◆ TASK TO CARRY OUT ◆
Please say how many lines in the records contain the word "that", giving only the number.

◆ DATASET EXTRACT ◆
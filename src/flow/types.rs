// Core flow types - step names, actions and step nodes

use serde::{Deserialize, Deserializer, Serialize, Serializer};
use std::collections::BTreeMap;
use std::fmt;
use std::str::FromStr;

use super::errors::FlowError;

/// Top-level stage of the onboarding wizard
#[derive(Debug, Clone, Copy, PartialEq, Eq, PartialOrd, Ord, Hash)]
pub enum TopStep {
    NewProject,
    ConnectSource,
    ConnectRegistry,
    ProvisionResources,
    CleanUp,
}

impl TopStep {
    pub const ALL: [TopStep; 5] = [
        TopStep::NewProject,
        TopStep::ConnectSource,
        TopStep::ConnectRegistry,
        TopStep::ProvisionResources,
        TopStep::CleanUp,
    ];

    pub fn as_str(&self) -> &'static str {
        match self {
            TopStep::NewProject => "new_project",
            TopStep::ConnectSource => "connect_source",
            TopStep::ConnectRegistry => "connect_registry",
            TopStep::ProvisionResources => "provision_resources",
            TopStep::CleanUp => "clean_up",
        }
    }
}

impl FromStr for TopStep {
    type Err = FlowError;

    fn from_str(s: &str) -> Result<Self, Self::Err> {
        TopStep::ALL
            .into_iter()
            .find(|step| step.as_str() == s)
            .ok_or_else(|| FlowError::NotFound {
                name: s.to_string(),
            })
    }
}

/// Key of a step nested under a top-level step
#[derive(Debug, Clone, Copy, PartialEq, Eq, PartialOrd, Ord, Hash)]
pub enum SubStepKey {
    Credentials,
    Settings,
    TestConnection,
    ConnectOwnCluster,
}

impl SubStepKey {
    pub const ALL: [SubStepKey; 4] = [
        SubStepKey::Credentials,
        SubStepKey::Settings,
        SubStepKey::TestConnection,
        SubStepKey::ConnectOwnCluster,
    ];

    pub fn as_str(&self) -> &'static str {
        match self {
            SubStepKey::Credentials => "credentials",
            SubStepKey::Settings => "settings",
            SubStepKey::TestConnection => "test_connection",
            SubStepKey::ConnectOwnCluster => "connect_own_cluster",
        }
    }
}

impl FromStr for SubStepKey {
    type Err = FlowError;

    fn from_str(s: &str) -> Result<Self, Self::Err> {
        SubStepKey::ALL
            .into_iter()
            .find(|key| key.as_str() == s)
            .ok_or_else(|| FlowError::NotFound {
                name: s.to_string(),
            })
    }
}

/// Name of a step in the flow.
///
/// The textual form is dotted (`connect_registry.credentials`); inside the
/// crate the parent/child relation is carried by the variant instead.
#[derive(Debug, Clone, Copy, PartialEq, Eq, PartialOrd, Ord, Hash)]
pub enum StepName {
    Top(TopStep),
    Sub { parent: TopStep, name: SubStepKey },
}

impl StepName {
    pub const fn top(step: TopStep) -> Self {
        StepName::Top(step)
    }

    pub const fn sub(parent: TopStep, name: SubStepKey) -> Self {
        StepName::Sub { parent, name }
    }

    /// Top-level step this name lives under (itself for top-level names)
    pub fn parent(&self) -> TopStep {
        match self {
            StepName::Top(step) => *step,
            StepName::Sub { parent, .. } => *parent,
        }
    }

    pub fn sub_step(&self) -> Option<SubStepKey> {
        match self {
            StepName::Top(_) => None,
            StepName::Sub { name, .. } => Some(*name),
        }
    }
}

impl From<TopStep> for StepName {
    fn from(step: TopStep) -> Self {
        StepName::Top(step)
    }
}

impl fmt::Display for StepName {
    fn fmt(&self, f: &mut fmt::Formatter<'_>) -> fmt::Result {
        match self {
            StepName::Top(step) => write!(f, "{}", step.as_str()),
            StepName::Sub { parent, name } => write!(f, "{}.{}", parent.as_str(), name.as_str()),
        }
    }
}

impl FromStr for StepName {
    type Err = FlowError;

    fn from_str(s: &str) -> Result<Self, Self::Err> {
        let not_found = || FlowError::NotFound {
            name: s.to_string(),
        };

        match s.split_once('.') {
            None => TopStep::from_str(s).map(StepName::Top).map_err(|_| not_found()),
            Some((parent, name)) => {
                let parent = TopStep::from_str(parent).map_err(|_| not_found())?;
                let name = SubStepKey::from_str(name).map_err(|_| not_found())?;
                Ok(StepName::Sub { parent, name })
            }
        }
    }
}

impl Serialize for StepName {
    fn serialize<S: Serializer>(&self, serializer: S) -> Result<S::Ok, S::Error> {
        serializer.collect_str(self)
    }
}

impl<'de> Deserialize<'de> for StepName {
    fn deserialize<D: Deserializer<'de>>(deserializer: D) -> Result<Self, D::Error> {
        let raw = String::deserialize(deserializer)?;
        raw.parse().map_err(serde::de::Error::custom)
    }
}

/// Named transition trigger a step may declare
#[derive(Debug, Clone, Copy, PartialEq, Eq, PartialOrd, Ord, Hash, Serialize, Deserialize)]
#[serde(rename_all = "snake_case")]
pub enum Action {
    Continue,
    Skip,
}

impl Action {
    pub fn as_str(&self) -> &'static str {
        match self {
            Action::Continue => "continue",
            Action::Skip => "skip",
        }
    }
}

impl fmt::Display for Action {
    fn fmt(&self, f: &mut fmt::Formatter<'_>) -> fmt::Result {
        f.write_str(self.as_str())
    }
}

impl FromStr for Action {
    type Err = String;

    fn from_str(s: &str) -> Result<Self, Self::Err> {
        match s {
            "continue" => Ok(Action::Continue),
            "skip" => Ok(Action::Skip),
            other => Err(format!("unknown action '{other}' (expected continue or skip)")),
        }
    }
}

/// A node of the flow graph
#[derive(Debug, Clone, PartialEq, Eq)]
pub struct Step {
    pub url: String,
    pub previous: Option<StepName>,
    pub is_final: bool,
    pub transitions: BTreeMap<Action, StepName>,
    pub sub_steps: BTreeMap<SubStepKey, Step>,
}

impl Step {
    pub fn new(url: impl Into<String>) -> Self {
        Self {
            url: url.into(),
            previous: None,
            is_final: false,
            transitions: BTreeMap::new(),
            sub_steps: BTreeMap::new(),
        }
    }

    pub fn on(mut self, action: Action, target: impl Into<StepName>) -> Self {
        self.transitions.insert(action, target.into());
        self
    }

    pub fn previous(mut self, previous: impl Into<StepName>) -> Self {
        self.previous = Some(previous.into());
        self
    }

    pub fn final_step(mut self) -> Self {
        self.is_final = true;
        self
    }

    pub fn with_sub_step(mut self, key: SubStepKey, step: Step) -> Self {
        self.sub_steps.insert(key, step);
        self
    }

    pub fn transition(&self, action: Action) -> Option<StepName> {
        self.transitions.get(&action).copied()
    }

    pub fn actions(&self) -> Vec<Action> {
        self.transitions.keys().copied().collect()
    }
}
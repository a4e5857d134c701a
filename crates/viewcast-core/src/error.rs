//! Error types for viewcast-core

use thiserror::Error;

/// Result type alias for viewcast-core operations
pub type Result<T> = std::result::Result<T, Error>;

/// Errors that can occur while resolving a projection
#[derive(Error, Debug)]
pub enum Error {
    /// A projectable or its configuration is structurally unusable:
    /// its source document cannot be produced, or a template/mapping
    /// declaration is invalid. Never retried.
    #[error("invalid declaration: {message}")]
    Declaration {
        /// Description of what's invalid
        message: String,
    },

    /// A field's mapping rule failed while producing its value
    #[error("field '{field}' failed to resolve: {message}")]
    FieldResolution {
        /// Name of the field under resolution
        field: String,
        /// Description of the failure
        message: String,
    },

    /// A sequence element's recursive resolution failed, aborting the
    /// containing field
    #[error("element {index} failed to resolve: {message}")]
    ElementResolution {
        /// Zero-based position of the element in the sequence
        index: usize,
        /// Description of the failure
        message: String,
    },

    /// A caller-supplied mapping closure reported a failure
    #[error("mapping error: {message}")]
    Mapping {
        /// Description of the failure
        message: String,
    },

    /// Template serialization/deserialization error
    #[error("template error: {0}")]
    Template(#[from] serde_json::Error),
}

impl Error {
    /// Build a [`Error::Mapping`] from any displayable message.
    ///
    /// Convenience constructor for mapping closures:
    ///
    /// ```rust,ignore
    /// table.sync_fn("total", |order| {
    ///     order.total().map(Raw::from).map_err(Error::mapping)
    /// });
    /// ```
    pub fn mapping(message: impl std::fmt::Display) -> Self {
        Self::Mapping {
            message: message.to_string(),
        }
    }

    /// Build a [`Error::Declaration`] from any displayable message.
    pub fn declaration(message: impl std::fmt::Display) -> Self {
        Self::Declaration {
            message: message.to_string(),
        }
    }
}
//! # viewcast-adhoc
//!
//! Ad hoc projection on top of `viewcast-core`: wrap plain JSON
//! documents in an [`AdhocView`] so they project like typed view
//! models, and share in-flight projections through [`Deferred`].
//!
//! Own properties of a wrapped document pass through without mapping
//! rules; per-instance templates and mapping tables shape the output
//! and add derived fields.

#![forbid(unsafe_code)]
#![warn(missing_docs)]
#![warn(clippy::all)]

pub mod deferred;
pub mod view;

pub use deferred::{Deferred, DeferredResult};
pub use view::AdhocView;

...

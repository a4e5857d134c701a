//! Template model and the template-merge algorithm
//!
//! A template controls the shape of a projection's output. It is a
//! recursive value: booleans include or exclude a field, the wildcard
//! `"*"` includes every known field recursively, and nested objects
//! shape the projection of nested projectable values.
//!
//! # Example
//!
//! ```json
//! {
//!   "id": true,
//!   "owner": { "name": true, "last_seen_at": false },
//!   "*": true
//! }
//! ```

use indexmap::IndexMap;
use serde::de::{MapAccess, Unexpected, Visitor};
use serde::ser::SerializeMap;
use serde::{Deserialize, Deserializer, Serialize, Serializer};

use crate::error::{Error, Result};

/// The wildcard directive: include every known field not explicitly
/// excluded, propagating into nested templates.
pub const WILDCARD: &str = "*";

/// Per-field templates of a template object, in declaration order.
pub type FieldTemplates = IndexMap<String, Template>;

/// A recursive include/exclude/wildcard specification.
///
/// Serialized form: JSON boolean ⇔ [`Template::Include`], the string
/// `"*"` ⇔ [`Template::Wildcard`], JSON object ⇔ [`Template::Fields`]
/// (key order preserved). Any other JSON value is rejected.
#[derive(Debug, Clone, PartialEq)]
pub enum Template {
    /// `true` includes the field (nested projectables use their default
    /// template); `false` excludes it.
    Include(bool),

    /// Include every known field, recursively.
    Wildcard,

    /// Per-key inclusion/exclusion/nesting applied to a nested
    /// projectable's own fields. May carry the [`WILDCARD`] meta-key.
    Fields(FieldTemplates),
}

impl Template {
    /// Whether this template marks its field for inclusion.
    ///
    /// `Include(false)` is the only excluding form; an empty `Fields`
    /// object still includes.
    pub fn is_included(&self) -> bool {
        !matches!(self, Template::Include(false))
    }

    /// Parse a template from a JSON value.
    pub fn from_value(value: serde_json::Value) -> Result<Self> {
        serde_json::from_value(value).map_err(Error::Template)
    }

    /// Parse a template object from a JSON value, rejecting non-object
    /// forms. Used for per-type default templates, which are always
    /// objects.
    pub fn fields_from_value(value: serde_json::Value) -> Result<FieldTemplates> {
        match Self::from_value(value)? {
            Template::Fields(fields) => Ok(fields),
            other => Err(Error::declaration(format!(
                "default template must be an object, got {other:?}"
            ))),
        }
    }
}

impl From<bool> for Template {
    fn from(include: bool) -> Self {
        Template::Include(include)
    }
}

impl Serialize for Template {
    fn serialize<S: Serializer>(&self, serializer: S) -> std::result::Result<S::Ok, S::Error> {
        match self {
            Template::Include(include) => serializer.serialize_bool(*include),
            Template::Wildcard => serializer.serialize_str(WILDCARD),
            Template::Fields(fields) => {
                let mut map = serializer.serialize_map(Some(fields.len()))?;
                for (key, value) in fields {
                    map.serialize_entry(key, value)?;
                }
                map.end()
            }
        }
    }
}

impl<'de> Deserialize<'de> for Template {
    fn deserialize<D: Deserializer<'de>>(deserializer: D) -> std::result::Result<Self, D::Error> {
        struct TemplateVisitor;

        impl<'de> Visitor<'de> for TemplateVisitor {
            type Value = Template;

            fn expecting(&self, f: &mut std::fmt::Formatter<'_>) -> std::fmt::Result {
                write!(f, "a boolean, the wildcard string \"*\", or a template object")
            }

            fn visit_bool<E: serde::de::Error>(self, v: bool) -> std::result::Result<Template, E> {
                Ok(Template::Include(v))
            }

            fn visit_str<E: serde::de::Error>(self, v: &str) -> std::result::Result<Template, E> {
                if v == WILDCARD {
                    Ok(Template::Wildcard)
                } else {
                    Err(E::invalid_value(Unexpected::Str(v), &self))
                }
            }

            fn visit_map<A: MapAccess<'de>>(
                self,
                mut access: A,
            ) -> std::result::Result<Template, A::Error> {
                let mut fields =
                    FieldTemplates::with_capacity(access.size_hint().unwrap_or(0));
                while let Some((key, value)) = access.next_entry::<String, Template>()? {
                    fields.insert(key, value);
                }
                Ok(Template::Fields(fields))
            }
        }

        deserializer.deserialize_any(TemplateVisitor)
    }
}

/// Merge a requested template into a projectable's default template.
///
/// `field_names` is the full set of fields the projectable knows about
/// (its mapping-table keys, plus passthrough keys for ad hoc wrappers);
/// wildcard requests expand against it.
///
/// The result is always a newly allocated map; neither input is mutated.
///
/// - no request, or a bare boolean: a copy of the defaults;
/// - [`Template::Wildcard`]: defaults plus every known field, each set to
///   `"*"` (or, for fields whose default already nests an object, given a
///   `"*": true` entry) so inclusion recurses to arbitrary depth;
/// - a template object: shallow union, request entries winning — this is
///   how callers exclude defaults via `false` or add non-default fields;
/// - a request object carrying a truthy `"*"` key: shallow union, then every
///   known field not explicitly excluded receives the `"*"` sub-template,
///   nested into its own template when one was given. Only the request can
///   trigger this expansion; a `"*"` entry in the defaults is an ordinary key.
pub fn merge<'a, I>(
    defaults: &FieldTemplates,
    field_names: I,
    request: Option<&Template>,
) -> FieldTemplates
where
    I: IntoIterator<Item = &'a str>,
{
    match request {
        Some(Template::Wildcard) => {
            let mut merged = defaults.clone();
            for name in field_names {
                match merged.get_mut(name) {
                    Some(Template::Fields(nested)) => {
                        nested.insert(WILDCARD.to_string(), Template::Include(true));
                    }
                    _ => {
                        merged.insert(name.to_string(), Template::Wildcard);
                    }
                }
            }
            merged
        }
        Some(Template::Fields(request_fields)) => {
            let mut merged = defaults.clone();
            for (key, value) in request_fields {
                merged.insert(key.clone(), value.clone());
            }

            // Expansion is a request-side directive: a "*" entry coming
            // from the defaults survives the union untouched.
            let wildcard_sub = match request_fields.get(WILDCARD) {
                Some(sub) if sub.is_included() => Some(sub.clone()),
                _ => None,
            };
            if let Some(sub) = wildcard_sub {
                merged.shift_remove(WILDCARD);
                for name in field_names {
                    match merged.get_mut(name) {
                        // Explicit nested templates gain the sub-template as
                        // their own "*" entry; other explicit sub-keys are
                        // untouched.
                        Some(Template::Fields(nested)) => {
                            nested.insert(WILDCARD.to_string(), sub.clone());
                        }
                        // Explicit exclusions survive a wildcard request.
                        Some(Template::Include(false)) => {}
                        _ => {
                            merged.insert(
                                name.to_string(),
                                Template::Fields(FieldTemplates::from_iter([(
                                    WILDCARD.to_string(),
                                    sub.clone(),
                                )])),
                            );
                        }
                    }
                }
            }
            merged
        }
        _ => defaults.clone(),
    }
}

* * *

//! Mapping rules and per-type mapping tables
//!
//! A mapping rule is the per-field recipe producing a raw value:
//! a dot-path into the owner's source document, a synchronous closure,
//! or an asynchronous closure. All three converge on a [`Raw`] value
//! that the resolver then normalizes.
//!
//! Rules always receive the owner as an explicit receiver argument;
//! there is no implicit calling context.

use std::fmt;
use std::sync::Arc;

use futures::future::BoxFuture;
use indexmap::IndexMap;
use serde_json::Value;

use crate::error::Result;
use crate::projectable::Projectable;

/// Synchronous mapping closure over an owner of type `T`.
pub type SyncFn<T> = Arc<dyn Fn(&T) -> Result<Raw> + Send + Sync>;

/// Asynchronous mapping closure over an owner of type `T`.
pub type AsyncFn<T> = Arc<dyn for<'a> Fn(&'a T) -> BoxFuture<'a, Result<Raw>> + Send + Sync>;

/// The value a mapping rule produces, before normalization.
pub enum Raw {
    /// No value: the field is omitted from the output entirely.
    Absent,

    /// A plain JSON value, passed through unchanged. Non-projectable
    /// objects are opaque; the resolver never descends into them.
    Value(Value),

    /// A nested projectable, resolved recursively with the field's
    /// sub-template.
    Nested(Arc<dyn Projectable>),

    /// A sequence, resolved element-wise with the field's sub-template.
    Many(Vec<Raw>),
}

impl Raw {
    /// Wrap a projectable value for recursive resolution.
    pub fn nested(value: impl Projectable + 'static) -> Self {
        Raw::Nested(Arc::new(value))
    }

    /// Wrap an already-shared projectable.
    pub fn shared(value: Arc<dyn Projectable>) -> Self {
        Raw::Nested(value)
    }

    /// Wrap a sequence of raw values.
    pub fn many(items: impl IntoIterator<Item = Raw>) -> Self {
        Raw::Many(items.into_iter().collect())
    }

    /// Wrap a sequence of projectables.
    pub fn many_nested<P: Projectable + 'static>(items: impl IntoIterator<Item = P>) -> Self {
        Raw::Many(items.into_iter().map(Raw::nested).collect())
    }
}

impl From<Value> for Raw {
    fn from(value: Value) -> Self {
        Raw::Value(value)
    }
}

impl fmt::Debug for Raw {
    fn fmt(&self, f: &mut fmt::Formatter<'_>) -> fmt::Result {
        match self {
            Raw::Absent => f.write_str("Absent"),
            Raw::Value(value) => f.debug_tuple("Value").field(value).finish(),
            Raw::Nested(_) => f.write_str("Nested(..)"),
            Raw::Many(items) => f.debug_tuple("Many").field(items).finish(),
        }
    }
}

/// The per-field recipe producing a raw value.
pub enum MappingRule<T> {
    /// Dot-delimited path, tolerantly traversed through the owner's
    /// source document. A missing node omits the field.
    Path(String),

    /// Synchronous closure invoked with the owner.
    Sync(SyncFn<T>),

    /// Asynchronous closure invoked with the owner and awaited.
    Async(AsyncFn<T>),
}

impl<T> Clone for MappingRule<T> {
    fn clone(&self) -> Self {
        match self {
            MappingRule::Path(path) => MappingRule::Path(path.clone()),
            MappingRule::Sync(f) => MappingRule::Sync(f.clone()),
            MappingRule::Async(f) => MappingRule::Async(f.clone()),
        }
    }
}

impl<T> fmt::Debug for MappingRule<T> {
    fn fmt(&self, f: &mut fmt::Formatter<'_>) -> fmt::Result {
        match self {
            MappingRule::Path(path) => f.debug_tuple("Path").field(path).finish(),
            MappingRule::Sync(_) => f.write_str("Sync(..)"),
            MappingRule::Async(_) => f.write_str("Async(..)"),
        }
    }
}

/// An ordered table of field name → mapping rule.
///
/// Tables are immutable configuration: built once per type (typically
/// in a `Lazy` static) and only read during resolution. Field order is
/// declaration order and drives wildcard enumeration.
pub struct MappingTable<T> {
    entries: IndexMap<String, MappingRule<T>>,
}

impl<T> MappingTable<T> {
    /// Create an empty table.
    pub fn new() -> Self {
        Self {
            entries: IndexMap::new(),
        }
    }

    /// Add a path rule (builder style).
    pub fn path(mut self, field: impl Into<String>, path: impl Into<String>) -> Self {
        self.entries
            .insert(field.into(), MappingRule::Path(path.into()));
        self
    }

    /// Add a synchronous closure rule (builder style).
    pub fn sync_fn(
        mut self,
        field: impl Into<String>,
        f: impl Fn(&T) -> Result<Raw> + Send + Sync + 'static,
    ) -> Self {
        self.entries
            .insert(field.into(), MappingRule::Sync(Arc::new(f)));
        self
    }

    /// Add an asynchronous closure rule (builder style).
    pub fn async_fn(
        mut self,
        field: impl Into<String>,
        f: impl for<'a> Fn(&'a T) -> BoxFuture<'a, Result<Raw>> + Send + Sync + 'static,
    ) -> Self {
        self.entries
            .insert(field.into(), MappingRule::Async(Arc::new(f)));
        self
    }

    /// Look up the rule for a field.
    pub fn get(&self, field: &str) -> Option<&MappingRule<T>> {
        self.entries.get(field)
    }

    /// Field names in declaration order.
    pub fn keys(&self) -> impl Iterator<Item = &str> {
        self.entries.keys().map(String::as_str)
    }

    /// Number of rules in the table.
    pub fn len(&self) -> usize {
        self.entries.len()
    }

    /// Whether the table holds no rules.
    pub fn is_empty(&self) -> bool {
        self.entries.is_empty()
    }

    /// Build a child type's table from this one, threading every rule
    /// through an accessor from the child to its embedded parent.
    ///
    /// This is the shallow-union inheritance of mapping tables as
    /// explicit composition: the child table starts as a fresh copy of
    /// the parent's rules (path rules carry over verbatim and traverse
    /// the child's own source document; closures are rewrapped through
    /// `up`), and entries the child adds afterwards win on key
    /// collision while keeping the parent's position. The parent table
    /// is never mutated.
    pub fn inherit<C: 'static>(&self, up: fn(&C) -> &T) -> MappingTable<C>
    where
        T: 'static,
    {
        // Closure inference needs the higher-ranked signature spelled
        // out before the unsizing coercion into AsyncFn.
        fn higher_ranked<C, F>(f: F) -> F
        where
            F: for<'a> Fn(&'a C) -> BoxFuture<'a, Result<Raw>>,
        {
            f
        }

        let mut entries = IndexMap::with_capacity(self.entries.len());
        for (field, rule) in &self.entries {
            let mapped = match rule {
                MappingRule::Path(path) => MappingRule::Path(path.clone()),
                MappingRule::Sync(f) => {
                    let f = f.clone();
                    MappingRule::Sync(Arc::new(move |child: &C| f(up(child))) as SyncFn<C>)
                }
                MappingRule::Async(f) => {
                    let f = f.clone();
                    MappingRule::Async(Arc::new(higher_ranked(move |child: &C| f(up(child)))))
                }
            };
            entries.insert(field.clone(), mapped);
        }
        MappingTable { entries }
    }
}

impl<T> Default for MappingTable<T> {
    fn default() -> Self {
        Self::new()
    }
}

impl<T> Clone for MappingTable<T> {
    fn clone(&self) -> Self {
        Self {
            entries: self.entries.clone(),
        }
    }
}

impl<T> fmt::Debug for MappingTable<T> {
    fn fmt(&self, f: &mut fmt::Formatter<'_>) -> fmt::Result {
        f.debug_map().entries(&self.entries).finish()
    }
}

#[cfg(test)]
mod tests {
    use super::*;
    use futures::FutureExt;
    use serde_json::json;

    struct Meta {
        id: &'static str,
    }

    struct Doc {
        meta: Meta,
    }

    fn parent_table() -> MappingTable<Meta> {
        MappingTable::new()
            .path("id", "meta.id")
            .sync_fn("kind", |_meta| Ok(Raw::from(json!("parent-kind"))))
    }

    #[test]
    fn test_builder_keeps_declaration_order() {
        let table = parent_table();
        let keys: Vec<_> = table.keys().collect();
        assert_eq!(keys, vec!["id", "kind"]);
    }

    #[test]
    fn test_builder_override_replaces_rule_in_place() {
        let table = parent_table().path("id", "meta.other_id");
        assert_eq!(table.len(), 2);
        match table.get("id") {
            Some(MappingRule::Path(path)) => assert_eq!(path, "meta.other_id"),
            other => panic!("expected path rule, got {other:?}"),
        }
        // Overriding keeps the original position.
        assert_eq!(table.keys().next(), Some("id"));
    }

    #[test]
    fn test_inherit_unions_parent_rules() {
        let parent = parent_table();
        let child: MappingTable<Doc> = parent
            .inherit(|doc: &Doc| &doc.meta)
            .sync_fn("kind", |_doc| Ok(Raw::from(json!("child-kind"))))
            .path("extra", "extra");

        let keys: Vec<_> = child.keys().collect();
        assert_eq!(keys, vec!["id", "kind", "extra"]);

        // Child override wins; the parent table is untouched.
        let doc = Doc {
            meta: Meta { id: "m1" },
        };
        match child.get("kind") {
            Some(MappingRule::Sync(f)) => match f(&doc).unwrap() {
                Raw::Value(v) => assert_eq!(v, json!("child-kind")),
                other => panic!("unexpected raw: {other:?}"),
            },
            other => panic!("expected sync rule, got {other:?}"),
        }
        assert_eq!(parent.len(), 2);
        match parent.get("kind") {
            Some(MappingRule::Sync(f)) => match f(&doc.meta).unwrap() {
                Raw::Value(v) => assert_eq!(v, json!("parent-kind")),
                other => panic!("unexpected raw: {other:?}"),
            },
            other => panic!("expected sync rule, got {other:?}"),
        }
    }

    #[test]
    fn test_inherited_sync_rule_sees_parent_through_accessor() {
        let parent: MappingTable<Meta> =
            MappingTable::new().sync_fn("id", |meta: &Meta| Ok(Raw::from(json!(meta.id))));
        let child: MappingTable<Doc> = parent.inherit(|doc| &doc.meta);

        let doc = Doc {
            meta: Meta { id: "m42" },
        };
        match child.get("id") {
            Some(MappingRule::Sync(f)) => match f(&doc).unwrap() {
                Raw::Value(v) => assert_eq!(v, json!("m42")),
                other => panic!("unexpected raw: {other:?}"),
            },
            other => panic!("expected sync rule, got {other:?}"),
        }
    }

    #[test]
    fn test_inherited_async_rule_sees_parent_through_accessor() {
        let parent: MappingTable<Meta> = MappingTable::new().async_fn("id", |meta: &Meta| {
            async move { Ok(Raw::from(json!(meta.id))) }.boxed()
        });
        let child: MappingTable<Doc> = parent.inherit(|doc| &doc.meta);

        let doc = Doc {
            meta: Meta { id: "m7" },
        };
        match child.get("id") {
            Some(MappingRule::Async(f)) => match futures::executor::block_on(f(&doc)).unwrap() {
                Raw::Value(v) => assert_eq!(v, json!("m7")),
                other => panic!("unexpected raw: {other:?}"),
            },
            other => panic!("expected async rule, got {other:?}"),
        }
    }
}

◆ SOLUTION TO THE PROBLEM ◆
2